Greece’s government is confident of striking a compromise with its European partners in the coming days, Prime Minister Alexis Tsipras said on Monday, in a bid to quell growing concern over the country’s future in the euro zone.
Speaking in Vienna after talks with Austrian Chancellor Werner Faymann, Tsipras renewed his appeal for a “bridge” agreement with partners from the end of February to June to tide Athens over until it can replace its current bailout programme.
Greece faces uncertainty over its ability to fund itself after its EU/IMF bailout expires on Feb 28. It rejects the extension of a programme it says is “cruel” but European partners have refused to accept Athens’ plans to abandon reforms promised under the programme.
The wildly different outlook between Athens and the rest of Europe on the way forward triggered another selloff in Greek stocks and bonds on Monday amid growing speculation that Greece is once again flirting with the possibility of a euro zone exit.
“I am confident there will be a deal with our partners on the basis of our plan,” Tsipras said. “We haven’t yet heard any specific and viable alternative proposal.”
Pledging Greece’s plan would not cost European taxpayers, Tsipras said he did not want a clash with lenders.

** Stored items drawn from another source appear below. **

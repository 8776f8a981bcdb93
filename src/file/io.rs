//! Low-level byte order and safe reading utilities for typelib parsing.
//!
//! This module provides the [`TypelibIO`] trait for safe reading of primitive types
//! from byte slices. All multi-byte values in a typelib are little-endian; every read
//! is bounds-checked so that attacker-controlled offsets cannot cause out-of-bounds
//! access.

use crate::Result;

/// Trait for implementing type specific safe readers
///
/// This trait abstracts over reading primitive types from byte slices in a safe way.
/// It is implemented for all integer types used in typelib parsing.
pub trait TypelibIO: Sized {
    #[allow(missing_docs)]
    type Bytes: Sized + for<'a> TryFrom<&'a [u8]>;

    /// Read T from a byte buffer in little-endian
    fn from_le_bytes(bytes: Self::Bytes) -> Self;
}

impl TypelibIO for u8 {
    type Bytes = [u8; 1];

    fn from_le_bytes(bytes: Self::Bytes) -> Self {
        u8::from_le_bytes(bytes)
    }
}

impl TypelibIO for i8 {
    type Bytes = [u8; 1];

    fn from_le_bytes(bytes: Self::Bytes) -> Self {
        i8::from_le_bytes(bytes)
    }
}

impl TypelibIO for u16 {
    type Bytes = [u8; 2];

    fn from_le_bytes(bytes: Self::Bytes) -> Self {
        u16::from_le_bytes(bytes)
    }
}

impl TypelibIO for i16 {
    type Bytes = [u8; 2];

    fn from_le_bytes(bytes: Self::Bytes) -> Self {
        i16::from_le_bytes(bytes)
    }
}

impl TypelibIO for u32 {
    type Bytes = [u8; 4];

    fn from_le_bytes(bytes: Self::Bytes) -> Self {
        u32::from_le_bytes(bytes)
    }
}

impl TypelibIO for i32 {
    type Bytes = [u8; 4];

    fn from_le_bytes(bytes: Self::Bytes) -> Self {
        i32::from_le_bytes(bytes)
    }
}

impl TypelibIO for u64 {
    type Bytes = [u8; 8];

    fn from_le_bytes(bytes: Self::Bytes) -> Self {
        u64::from_le_bytes(bytes)
    }
}

/// Read a value of type T from `data` at `*offset` in little-endian, advancing `offset`.
///
/// # Errors
/// Returns [`Error::TruncatedBuffer`](crate::Error::TruncatedBuffer) if the read would
/// exceed the data length.
pub fn read_le_at<T: TypelibIO>(data: &[u8], offset: &mut usize) -> Result<T> {
    let size = std::mem::size_of::<T>();
    let end = offset.checked_add(size).ok_or_else(|| {
        typelib_error!(
            TruncatedBuffer,
            "Read of {} bytes at offset {} overflows",
            size,
            offset
        )
    })?;

    if end > data.len() {
        return Err(typelib_error!(
            TruncatedBuffer,
            "The buffer is too short: read of {} bytes at offset {}, length {}",
            size,
            offset,
            data.len()
        ));
    }

    let Ok(bytes) = T::Bytes::try_from(&data[*offset..end]) else {
        return Err(typelib_error!(
            TruncatedBuffer,
            "The buffer is too short: read of {} bytes at offset {}",
            size,
            offset
        ));
    };

    *offset = end;
    Ok(T::from_le_bytes(bytes))
}

/// Read a value of type T from the start of `data` in little-endian.
///
/// # Errors
/// Returns [`Error::TruncatedBuffer`](crate::Error::TruncatedBuffer) if the read would
/// exceed the data length.
pub fn read_le<T: TypelibIO>(data: &[u8]) -> Result<T> {
    read_le_at::<T>(data, &mut 0)
}
#[derive(Debug, Clone)]
pub(crate) struct FunctionDef {
    pub(crate) name: String,
    pub(crate) symbol: String,
    pub(crate) sig: SigDef,
    pub(crate) constructor: bool,
    pub(crate) setter: bool,
    pub(crate) getter: bool,
    pub(crate) wraps_vfunc: bool,
    pub(crate) index: u16,
}

impl FunctionDef {
    pub(crate) fn new(name: &str, symbol: &str, sig: SigDef) -> FunctionDef {
        FunctionDef {
            name: name.to_string(),
            symbol: symbol.to_string(),
            sig,
            constructor: false,
            setter: false,
            getter: false,
            wraps_vfunc: false,
            index: 0,
        }
    }

    pub(crate) fn constructor(mut self) -> FunctionDef {
        self.constructor = true;
        self
    }

    pub(crate) fn setter(mut self, index: u16) -> FunctionDef {
        self.setter = true;
        self.index = index;
        self
    }

    pub(crate) fn index(mut self, index: u16) -> FunctionDef {
        self.index = index;
        self
    }
}

#[derive(Debug, Clone)]
pub(crate) struct FieldDef {
    pub(crate) name: String,
    pub(crate) ty: Ty,
    pub(crate) callback: Option<(String, SigDef)>,
}

impl FieldDef {
    pub(crate) fn new(name: &str, ty: Ty) -> FieldDef {
        FieldDef {
            name: name.to_string(),
            ty,
            callback: None,
        }
    }

    pub(crate) fn callback(name: &str, cb_name: &str, sig: SigDef) -> FieldDef {
        FieldDef {
            name: name.to_string(),
            ty: Ty::basic(TypeTag::Void),
            callback: Some((cb_name.to_string(), sig)),
        }
    }
}

#[derive(Debug, Clone)]
pub(crate) struct PropertyDef {
    pub(crate) name: String,
    pub(crate) ty: Ty,
}

#[derive(Debug, Clone)]
pub(crate) struct SignalDef {
    pub(crate) name: String,
    /// Raw run-stage bits, exactly as stored (bit 1 first, bit 2 last, bit 3 cleanup)
    pub(crate) run_flags: u16,
    pub(crate) has_class_closure: bool,
    pub(crate) class_closure: u16,
    pub(crate) sig: SigDef,
}

impl SignalDef {
    pub(crate) fn new(name: &str, sig: SigDef) -> SignalDef {
        SignalDef {
            name: name.to_string(),
            run_flags: 1 << 2, // run_last
            has_class_closure: false,
            class_closure: 0,
            sig,
        }
    }

    pub(crate) fn run_flags(mut self, raw: u16) -> SignalDef {
        self.run_flags = raw;
        self
    }

    pub(crate) fn class_closure(mut self, index: u16) -> SignalDef {
        self.has_class_closure = true;
        self.class_closure = index;
        self
    }
}

#[derive(Debug, Clone)]
pub(crate) struct VFuncDef {
    pub(crate) name: String,
    pub(crate) has_class_closure: bool,
    pub(crate) class_closure: u16,
    pub(crate) sig: SigDef,
}

impl VFuncDef {
    pub(crate) fn new(name: &str, sig: SigDef) -> VFuncDef {
        VFuncDef {
            name: name.to_string(),
            has_class_closure: false,
            class_closure: 0,
            sig,
        }
    }

    pub(crate) fn class_closure(mut self, index: u16) -> VFuncDef {
        self.has_class_closure = true;
        self.class_closure = index;
        self
    }
}

#[derive(Debug, Clone)]
pub(crate) struct ConstantDef {
    pub(crate) name: String,
    pub(crate) ty: Ty,
    pub(crate) size: u32,
    pub(crate) offset: u32,
}

impl ConstantDef {
    pub(crate) fn new(name: &str, ty: Ty, size: u32) -> ConstantDef {
        ConstantDef {
            name: name.to_string(),
            ty,
            size,
            // payload offsets are only checked for alignment
            offset: 0,
        }
    }

    pub(crate) fn offset(mut self, offset: u32) -> ConstantDef {
        self.offset = offset;
        self
    }
}

#[derive(Debug, Clone)]
pub(crate) struct ValueDef {
    pub(crate) name: String,
    pub(crate) value: i32,
}

#[derive(Debug, Clone)]
pub(crate) struct StructDef {
    pub(crate) name: String,
    pub(crate) kind: BlobType,
    pub(crate) gtype: Option<(String, String)>,
    pub(crate) fields: Vec<FieldDef>,
    pub(crate) methods: Vec<FunctionDef>,
}

impl StructDef {
    pub(crate) fn new(name: &str) -> StructDef {
        StructDef {
            name: name.to_string(),
            kind: BlobType::Struct,
            gtype: None,
            fields: Vec::new(),
            methods: Vec::new(),
        }
    }

    pub(crate) fn gtype(mut self, gtype_name: &str, gtype_init: &str) -> StructDef {
        self.gtype = Some((gtype_name.to_string(), gtype_init.to_string()));
        self
    }

    pub(crate) fn field(mut self, field: FieldDef) -> StructDef {
        self.fields.push(field);
        self
    }

    pub(crate) fn method(mut self, method: FunctionDef) -> StructDef {
        self.methods.push(method);
        self
    }
}

#[derive(Debug, Clone)]
pub(crate) struct EnumDef {
    pub(crate) name: String,
    pub(crate) kind: BlobType,
    pub(crate) gtype: Option<(String, String)>,
    pub(crate) error_domain: Option<String>,
    pub(crate) values: Vec<ValueDef>,
    pub(crate) methods: Vec<FunctionDef>,
}

impl EnumDef {
    pub(crate) fn new(name: &str) -> EnumDef {
        EnumDef {
            name: name.to_string(),
            kind: BlobType::Enum,
            gtype: None,
            error_domain: None,
            values: Vec::new(),
            methods: Vec::new(),
        }
    }

    pub(crate) fn flags(mut self) -> EnumDef {
        self.kind = BlobType::Flags;
        self
    }

    pub(crate) fn gtype(mut self, gtype_name: &str, gtype_init: &str) -> EnumDef {
        self.gtype = Some((gtype_name.to_string(), gtype_init.to_string()));
        self
    }

    pub(crate) fn error_domain(mut self, domain: &str) -> EnumDef {
        self.error_domain = Some(domain.to_string());
        self
    }

    pub(crate) fn value(mut self, name: &str, value: i32) -> EnumDef {
        self.values.push(ValueDef {
            name: name.to_string(),
            value,
        });
        self
    }

    pub(crate) fn method(mut self, method: FunctionDef) -> EnumDef {
        self.methods.push(method);
        self
    }
}

#[derive(Debug, Clone)]
pub(crate) struct ObjectDef {
    pub(crate) name: String,
    pub(crate) gtype_name: String,
    pub(crate) gtype_init: String,
    pub(crate) parent: u16,
    pub(crate) gtype_struct: u16,
    pub(crate) interfaces: Vec<u16>,
    pub(crate) fields: Vec<FieldDef>,
    pub(crate) properties: Vec<PropertyDef>,
    pub(crate) methods: Vec<FunctionDef>,
    pub(crate) signals: Vec<SignalDef>,
    pub(crate) vfuncs: Vec<VFuncDef>,
    pub(crate) constants: Vec<ConstantDef>,
    pub(crate) n_field_callbacks: Option<u16>,
}

impl ObjectDef {
    pub(crate) fn new(name: &str) -> ObjectDef {
        ObjectDef {
            name: name.to_string(),
            gtype_name: format!("Test{name}"),
            gtype_init: format!("test_{}_get_type", name.to_lowercase()),
            parent: 0,
            gtype_struct: 0,
            interfaces: Vec::new(),
            fields: Vec::new(),
            properties: Vec::new(),
            methods: Vec::new(),
            signals: Vec::new(),
            vfuncs: Vec::new(),
            constants: Vec::new(),
            n_field_callbacks: None,
        }
    }

    pub(crate) fn parent(mut self, index: u16) -> ObjectDef {
        self.parent = index;
        self
    }

    pub(crate) fn gtype_struct(mut self, index: u16) -> ObjectDef {
        self.gtype_struct = index;
        self
    }

    pub(crate) fn interface(mut self, index: u16) -> ObjectDef {
        self.interfaces.push(index);
        self
    }

    pub(crate) fn field(mut self, field: FieldDef) -> ObjectDef {
        self.fields.push(field);
        self
    }

    pub(crate) fn property(mut self, name: &str, ty: Ty) -> ObjectDef {
        self.properties.push(PropertyDef {
            name: name.to_string(),
            ty,
        });
        self
    }

    pub(crate) fn method(mut self, method: FunctionDef) -> ObjectDef {
        self.methods.push(method);
        self
    }

    pub(crate) fn signal(mut self, signal: SignalDef) -> ObjectDef {
        self.signals.push(signal);
        self
    }

    pub(crate) fn vfunc(mut self, vfunc: VFuncDef) -> ObjectDef {
        self.vfuncs.push(vfunc);
        self
    }

    pub(crate) fn constant(mut self, constant: ConstantDef) -> ObjectDef {
        self.constants.push(constant);
        self
    }

    pub(crate) fn n_field_callbacks(mut self, count: u16) -> ObjectDef {
        self.n_field_callbacks = Some(count);
        self
    }
}

#[derive(Debug, Clone)]
pub(crate) struct InterfaceDef {
    pub(crate) name: String,
    pub(crate) gtype_name: String,
    pub(crate) gtype_init: String,
    pub(crate) prerequisites: Vec<u16>,
    pub(crate) properties: Vec<PropertyDef>,
    pub(crate) methods: Vec<FunctionDef>,
    pub(crate) signals: Vec<SignalDef>,
    pub(crate) vfuncs: Vec<VFuncDef>,
    pub(crate) constants: Vec<ConstantDef>,
}
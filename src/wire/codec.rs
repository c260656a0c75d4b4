//! Explicit serializer/deserializer per event kind, selected by the
//! event type tag.
//!
//! Schema: field names as below, integer-encoded status, epoch-second
//! timestamps, optional fields omitted when absent. Decoding a
//! `user_updated` payload must reconstruct the same updated/removed
//! partition as was serialized; a field appearing in both is rejected.

use chrono::{DateTime, Utc};
use serde::{Deserialize, Serialize};
use uuid::Uuid;

use crate::core::{Result, ServiceError};
use crate::domain::event::{
    FieldChange, USER_CREATED, USER_DELETED, USER_UPDATED, UserCreated, UserDeleted, UserEvent,
    UserUpdated,
};
use crate::domain::model::UserStatus;

#[derive(Debug, Serialize, Deserialize)]
struct UserCreatedWire {
    user_id: String,
    status: i32,
    login: String,
    #[serde(default, skip_serializing_if = "Option::is_none")]
    email: Option<String>,
    #[serde(default, skip_serializing_if = "Option::is_none")]
    telegram: Option<String>,
    created_at: i64,
}

#[derive(Debug, Default, Serialize, Deserialize)]
struct UpdatedFieldsWire {
    #[serde(default, skip_serializing_if = "Option::is_none")]
    status: Option<i32>,
    #[serde(default, skip_serializing_if = "Option::is_none")]
    email: Option<String>,
    #[serde(default, skip_serializing_if = "Option::is_none")]
    telegram: Option<String>,
}

#[derive(Debug, Default, Serialize, Deserialize)]
struct RemovedFieldsWire {
    #[serde(default, skip_serializing_if = "Option::is_none")]
    email: Option<bool>,
    #[serde(default, skip_serializing_if = "Option::is_none")]
    telegram: Option<bool>,
}

#[derive(Debug, Serialize, Deserialize)]
struct UserUpdatedWire {
    user_id: String,
    #[serde(default, skip_serializing_if = "Option::is_none")]
    updated_fields: Option<UpdatedFieldsWire>,
    #[serde(default, skip_serializing_if = "Option::is_none")]
    removed_fields: Option<RemovedFieldsWire>,
    updated_at: i64,
}

#[derive(Debug, Serialize, Deserialize)]
struct UserDeletedWire {
    user_id: String,
    status: i32,
    deleted_at: i64,
    hard: bool,
}

/// Serialize an event to its JSON payload. The type tag travels
/// separately (outbox record / delivery `kind`).
pub fn encode(event: &UserEvent) -> Result<String> {
    match event {
        UserEvent::Created(e) => encode_created(e),
        UserEvent::Updated(e) => encode_updated(e),
        UserEvent::Deleted(e) => encode_deleted(e),
    }
}

/// Decode a payload by its type tag. Unknown tags are a codec error;
/// callers that must stay forward-compatible check the tag first.
pub fn decode(event_type: &str, payload: &[u8]) -> Result<UserEvent> {
    match event_type {
        USER_CREATED => decode_created(payload),
        USER_UPDATED => decode_updated(payload),
        USER_DELETED => decode_deleted(payload),
        other => Err(ServiceError::Codec(format!("unknown event type {other:?}"))),
    }
}

fn encode_created(event: &UserCreated) -> Result<String> {
    let wire = UserCreatedWire {
        user_id: event.user_id.to_string(),
        status: event.status.as_i32(),
        login: event.login.clone(),
        email: event.email.clone(),
        telegram: event.telegram.clone(),
        created_at: event.created_at.timestamp(),
    };
    Ok(serde_json::to_string(&wire)?)
}

fn decode_created(payload: &[u8]) -> Result<UserEvent> {
    let wire: UserCreatedWire = serde_json::from_slice(payload)?;
    Ok(UserEvent::Created(UserCreated {
        user_id: parse_uuid(&wire.user_id)?,
        status: UserStatus::try_from(wire.status)?,
        login: wire.login,
        email: wire.email,
        telegram: wire.telegram,
        created_at: parse_timestamp(wire.created_at)?,
    }))
}

fn encode_updated(event: &UserUpdated) -> Result<String> {
    let mut updated = UpdatedFieldsWire {
        status: event.status.map(UserStatus::as_i32),
        ..UpdatedFieldsWire::default()
    };
    let mut removed = RemovedFieldsWire::default();

    match &event.email {
        FieldChange::Unchanged => {}
        FieldChange::Set(value) => updated.email = Some(value.clone()),
        FieldChange::Cleared => removed.email = Some(true),
    }
    match &event.telegram {
        FieldChange::Unchanged => {}
        FieldChange::Set(value) => updated.telegram = Some(value.clone()),
        FieldChange::Cleared => removed.telegram = Some(true),
    }

    let has_updates = updated.status.is_some() || updated.email.is_some() || updated.telegram.is_some();
    let has_removals = removed.email.is_some() || removed.telegram.is_some();
    let wire = UserUpdatedWire {
        user_id: event.user_id.to_string(),
        updated_fields: has_updates.then_some(updated),
        removed_fields: has_removals.then_some(removed),
        updated_at: event.updated_at.timestamp(),
    };
    Ok(serde_json::to_string(&wire)?)
}

fn decode_updated(payload: &[u8]) -> Result<UserEvent> {
    let wire: UserUpdatedWire = serde_json::from_slice(payload)?;
    let updated = wire.updated_fields.unwrap_or_default();
    let removed = wire.removed_fields.unwrap_or_default();

    let email = field_change("email", updated.email, removed.email)?;
    let telegram = field_change("telegram", updated.telegram, removed.telegram)?;
    let status = updated.status.map(UserStatus::try_from).transpose()?;

    Ok(UserEvent::Updated(UserUpdated {
        user_id: parse_uuid(&wire.user_id)?,
        status,
        email,
        telegram,
        updated_at: parse_timestamp(wire.updated_at)?,
    }))
}

fn encode_deleted(event: &UserDeleted) -> Result<String> {
    let wire = UserDeletedWire {
        user_id: event.user_id.to_string(),
        status: event.status.as_i32(),
        deleted_at: event.deleted_at.timestamp(),
        hard: event.hard,
    };
    Ok(serde_json::to_string(&wire)?)
}

fn decode_deleted(payload: &[u8]) -> Result<UserEvent> {
    let wire: UserDeletedWire = serde_json::from_slice(payload)?;
    Ok(UserEvent::Deleted(UserDeleted {
        user_id: parse_uuid(&wire.user_id)?,
        status: UserStatus::try_from(wire.status)?,
        deleted_at: parse_timestamp(wire.deleted_at)?,
        hard: wire.hard,
    }))
}

fn field_change(
    field: &str,
    updated: Option<String>,
    removed: Option<bool>,
) -> Result<FieldChange<String>> {
    match (updated, removed) {
        (Some(_), Some(true)) => Err(ServiceError::Codec(format!(
            "field {field:?} marked both updated and removed"
        ))),
        (Some(value), _) => Ok(FieldChange::Set(value)),
        (None, Some(true)) => Ok(FieldChange::Cleared),
        (None, _) => Ok(FieldChange::Unchanged),
    }
}

fn parse_uuid(value: &str) -> Result<Uuid> {
    Uuid::parse_str(value).map_err(|err| ServiceError::Codec(err.to_string()))
}

fn parse_timestamp(secs: i64) -> Result<DateTime<Utc>> {
    DateTime::from_timestamp(secs, 0)
        .ok_or_else(|| ServiceError::Codec(format!("timestamp {secs} out of range")))
}
use chrono::{DateTime, Utc};
use uuid::Uuid;

use crate::domain::model::UserStatus;

/// Change applied to one optional attribute.
///
/// A single event can never claim an attribute was both updated and
/// removed: the variant is the partition.
#[derive(Debug, Clone, Default, PartialEq, Eq)]
pub enum FieldChange<T> {
    #[default]
    Unchanged,
    Set(T),
    Cleared,
}

impl<T> FieldChange<T> {
    pub fn is_changed(&self) -> bool {
        !matches!(self, Self::Unchanged)
    }
}

/// Fact: a user was created.
#[derive(Debug, Clone, PartialEq, Eq)]
pub struct UserCreated {
    pub user_id: Uuid,
    pub status: UserStatus,
    pub login: String,
    pub email: Option<String>,
    pub telegram: Option<String>,
    pub created_at: DateTime<Utc>,
}

/// Fact: exactly one attribute of a user changed.
///
/// The invariant service never batches multiple attribute changes into
/// one event; at most one of `status`, `email`, `telegram` carries a
/// change here.
#[derive(Debug, Clone, PartialEq, Eq)]
pub struct UserUpdated {
    pub user_id: Uuid,
    pub status: Option<UserStatus>,
    pub email: FieldChange<String>,
    pub telegram: FieldChange<String>,
    pub updated_at: DateTime<Utc>,
}

impl UserUpdated {
    /// True iff the change touches email or telegram. The
    /// status-reconciliation saga only reacts to these.
    pub fn contact_info_changed(&self) -> bool {
        self.email.is_changed() || self.telegram.is_changed()
    }
}

/// Fact: a user was deleted, softly or physically.
#[derive(Debug, Clone, PartialEq, Eq)]
pub struct UserDeleted {
    pub user_id: Uuid,
    pub status: UserStatus,
    pub deleted_at: DateTime<Utc>,
    pub hard: bool,
}

/// Domain event over the user aggregate. Events are facts about one
/// committed state transition; once handed to the outbox they are owned
/// by the messaging fabric.
#[derive(Debug, Clone, PartialEq, Eq)]
pub enum UserEvent {
    Created(UserCreated),
    Updated(UserUpdated),
    Deleted(UserDeleted),
}

pub const USER_CREATED: &str = "user_created";
pub const USER_UPDATED: &str = "user_updated";
pub const USER_DELETED: &str = "user_deleted";

impl UserEvent {
    /// Stable type tag, used as the wire schema selector and as the
    /// routing-key suffix.
    pub fn event_type(&self) -> &'static str {
        match self {
            Self::Created(_) => USER_CREATED,
            Self::Updated(_) => USER_UPDATED,
            Self::Deleted(_) => USER_DELETED,
        }
    }

    pub fn status_updated(user_id: Uuid, status: UserStatus, updated_at: DateTime<Utc>) -> Self {
        Self::Updated(UserUpdated {
            user_id,
            status: Some(status),
            email: FieldChange::Unchanged,
            telegram: FieldChange::Unchanged,
            updated_at,
        })
    }

    pub fn email_changed(
        user_id: Uuid,
        change: FieldChange<String>,
        updated_at: DateTime<Utc>,
    ) -> Self {
        Self::Updated(UserUpdated {
            user_id,
            status: None,
            email: change,
            telegram: FieldChange::Unchanged,
            updated_at,
        })
    }

    pub fn telegram_changed(
        user_id: Uuid,
        change: FieldChange<String>,
        updated_at: DateTime<Utc>,
    ) -> Self {
        Self::Updated(UserUpdated {
            user_id,
            status: None,
            email: FieldChange::Unchanged,
            telegram: change,
            updated_at,
        })
    }
}
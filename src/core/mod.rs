pub mod config;
pub mod error;

pub use config::{LockConfig, OutboxConfig, RetryPolicy, ServiceConfig, WorkflowConfig};
pub use error::{Result, ServiceError};
// ============================================================================
// userguard Library
// ============================================================================
//
// Keeps one user aggregate, its published domain events, and a derived
// activity status consistent despite concurrent writers and unreliable
// message delivery: named distributed locks serialize conflicting
// mutations, a transactional outbox guarantees events are published only
// if the mutation they describe committed, and a status-reconciliation
// saga re-derives the user's status from contact-info changes delivered
// at-least-once.

pub mod core;
pub mod domain;
pub mod facade;
pub mod outbox;
pub mod storage;
pub mod transport;
pub mod uow;
pub mod wire;
pub mod workflow;

// Re-export main types for convenience
pub use crate::core::{
    LockConfig, OutboxConfig, Result, RetryPolicy, ServiceConfig, ServiceError, WorkflowConfig,
};
pub use crate::domain::{
    FieldChange, FindSpec, User, UserDomainService, UserEvent, UserRepository, UserStatus,
};
pub use crate::facade::{UserFacade, UserInput, UserSnapshot};
pub use crate::outbox::{DomainEventTransport, OutboxRecord, OutboxRelay, OutboxStatus};
pub use crate::storage::{MemoryLockManager, MemoryStore};
pub use crate::transport::{Delivery, EventConsumer, EventProducer, MemoryBroker};
pub use crate::uow::{LockManager, LockName, LockingExecutor, Store, TxnScope};
pub use crate::workflow::{LocalWorkflowEngine, UserServiceActivities, WorkflowService};
use async_trait::async_trait;
use chrono::{DateTime, Utc};
use serde::{Deserialize, Serialize};
use uuid::Uuid;

use crate::core::Result;
use crate::domain::event::UserEvent;

/// Activity status of a user.
///
/// The integer encoding is part of the event wire schema and must stay
/// stable.
#[derive(Debug, Clone, Copy, Default, PartialEq, Eq, Serialize, Deserialize)]
pub enum UserStatus {
    #[default]
    Blocked,
    Active,
    Deleted,
}

impl UserStatus {
    pub fn as_i32(self) -> i32 {
        match self {
            Self::Blocked => 0,
            Self::Active => 1,
            Self::Deleted => 2,
        }
    }
}

impl TryFrom<i32> for UserStatus {
    type Error = crate::core::ServiceError;

    fn try_from(value: i32) -> Result<Self> {
        match value {
            0 => Ok(Self::Blocked),
            1 => Ok(Self::Active),
            2 => Ok(Self::Deleted),
            other => Err(crate::core::ServiceError::Codec(format!(
                "unknown user status {other}"
            ))),
        }
    }
}

/// The user aggregate root.
///
/// `login` is unique across all non-hard-deleted users and immutable
/// after creation; `email` and `telegram`, when set, are unique across
/// all users. A hard-deleted user has no row at all.
#[derive(Debug, Clone, PartialEq, Eq, Serialize, Deserialize)]
pub struct User {
    pub user_id: Uuid,
    pub status: UserStatus,
    pub login: String,
    pub email: Option<String>,
    pub telegram: Option<String>,
    pub created_at: DateTime<Utc>,
    pub updated_at: DateTime<Utc>,
    pub deleted_at: Option<DateTime<Utc>>,
}

impl User {
    pub fn has_contact_info(&self) -> bool {
        self.email.is_some() || self.telegram.is_some()
    }
}

/// Lookup specification for a user: by id, login, email or telegram.
#[derive(Debug, Clone, Default)]
pub struct FindSpec {
    pub user_id: Option<Uuid>,
    pub login: Option<String>,
    pub email: Option<String>,
    pub telegram: Option<String>,
}

impl FindSpec {
    pub fn by_id(user_id: Uuid) -> Self {
        Self {
            user_id: Some(user_id),
            ..Self::default()
        }
    }

    pub fn by_login(login: &str) -> Self {
        Self {
            login: Some(login.to_string()),
            ..Self::default()
        }
    }

    pub fn by_email(email: &str) -> Self {
        Self {
            email: Some(email.to_string()),
            ..Self::default()
        }
    }

    pub fn by_telegram(telegram: &str) -> Self {
        Self {
            telegram: Some(telegram.to_string()),
            ..Self::default()
        }
    }

    /// All populated criteria must match.
    pub fn matches(&self, user: &User) -> bool {
        if let Some(id) = self.user_id
            && user.user_id != id
        {
            return false;
        }
        if let Some(login) = &self.login
            && &user.login != login
        {
            return false;
        }
        if let Some(email) = &self.email
            && user.email.as_ref() != Some(email)
        {
            return false;
        }
        if let Some(telegram) = &self.telegram
            && user.telegram.as_ref() != Some(telegram)
        {
            return false;
        }
        true
    }
}

/// Transactional access to user aggregate state.
///
/// Implementations are scoped to one unit of work: writes are staged and
/// become visible to other callers only when the enclosing transaction
/// commits.
#[async_trait]
pub trait UserRepository: Send + Sync {
    /// Allocate a new aggregate id. Ids are generated once and never reused.
    async fn next_id(&self) -> Result<Uuid>;

    /// Upsert the user by id.
    async fn store(&self, user: User) -> Result<()>;

    /// Find a single user matching the spec, or `NotFound`.
    async fn find(&self, spec: FindSpec) -> Result<User>;

    /// Physically remove the row, freeing login/email/telegram for reuse.
    async fn hard_delete(&self, user_id: Uuid) -> Result<()>;
}

/// Sink for domain events produced by the invariant service.
///
/// The outbox implementation appends the serialized event in the same
/// transaction as the aggregate write; it never publishes synchronously.
#[async_trait]
pub trait EventDispatcher: Send + Sync {
    async fn dispatch(&self, event: UserEvent) -> Result<()>;
}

“I don’t believe there is any serious reason for a deal not to exist between Greece and its partners – only political reasons,” he said.
Meanwhile, in Athens, Finance Minister Yanis Varoufakis in an address to parliament continued the sharp rhetoric against the bailout that has spooked investors, this time calling its impact “toxic”.
“Unfortunately, the so-called medicine is a toxic one,” the flamboyant finance minister said. “And the worst thing of all is that the doctor is aware of that”.
But he also pledged not to derail progress in bringing Greece’s finances back on track, saying Athens intended to maintain its primary budget surplus for this year at the 1.5 percent of GDP level it hit last year. Under the bailout, Greece was required to post a surplus of 3 percent this year.
“We won’t make any move that will derail the budget, no move that will reduce the primary budget surplus of 2015 from the level it closed at of around 1.5 percent,” Varoufakis said.
He also promised to implement “deep reforms”, including 70 percent of those outlined under the bailout. The remaining 30 percent were unacceptable and hence axed, he said.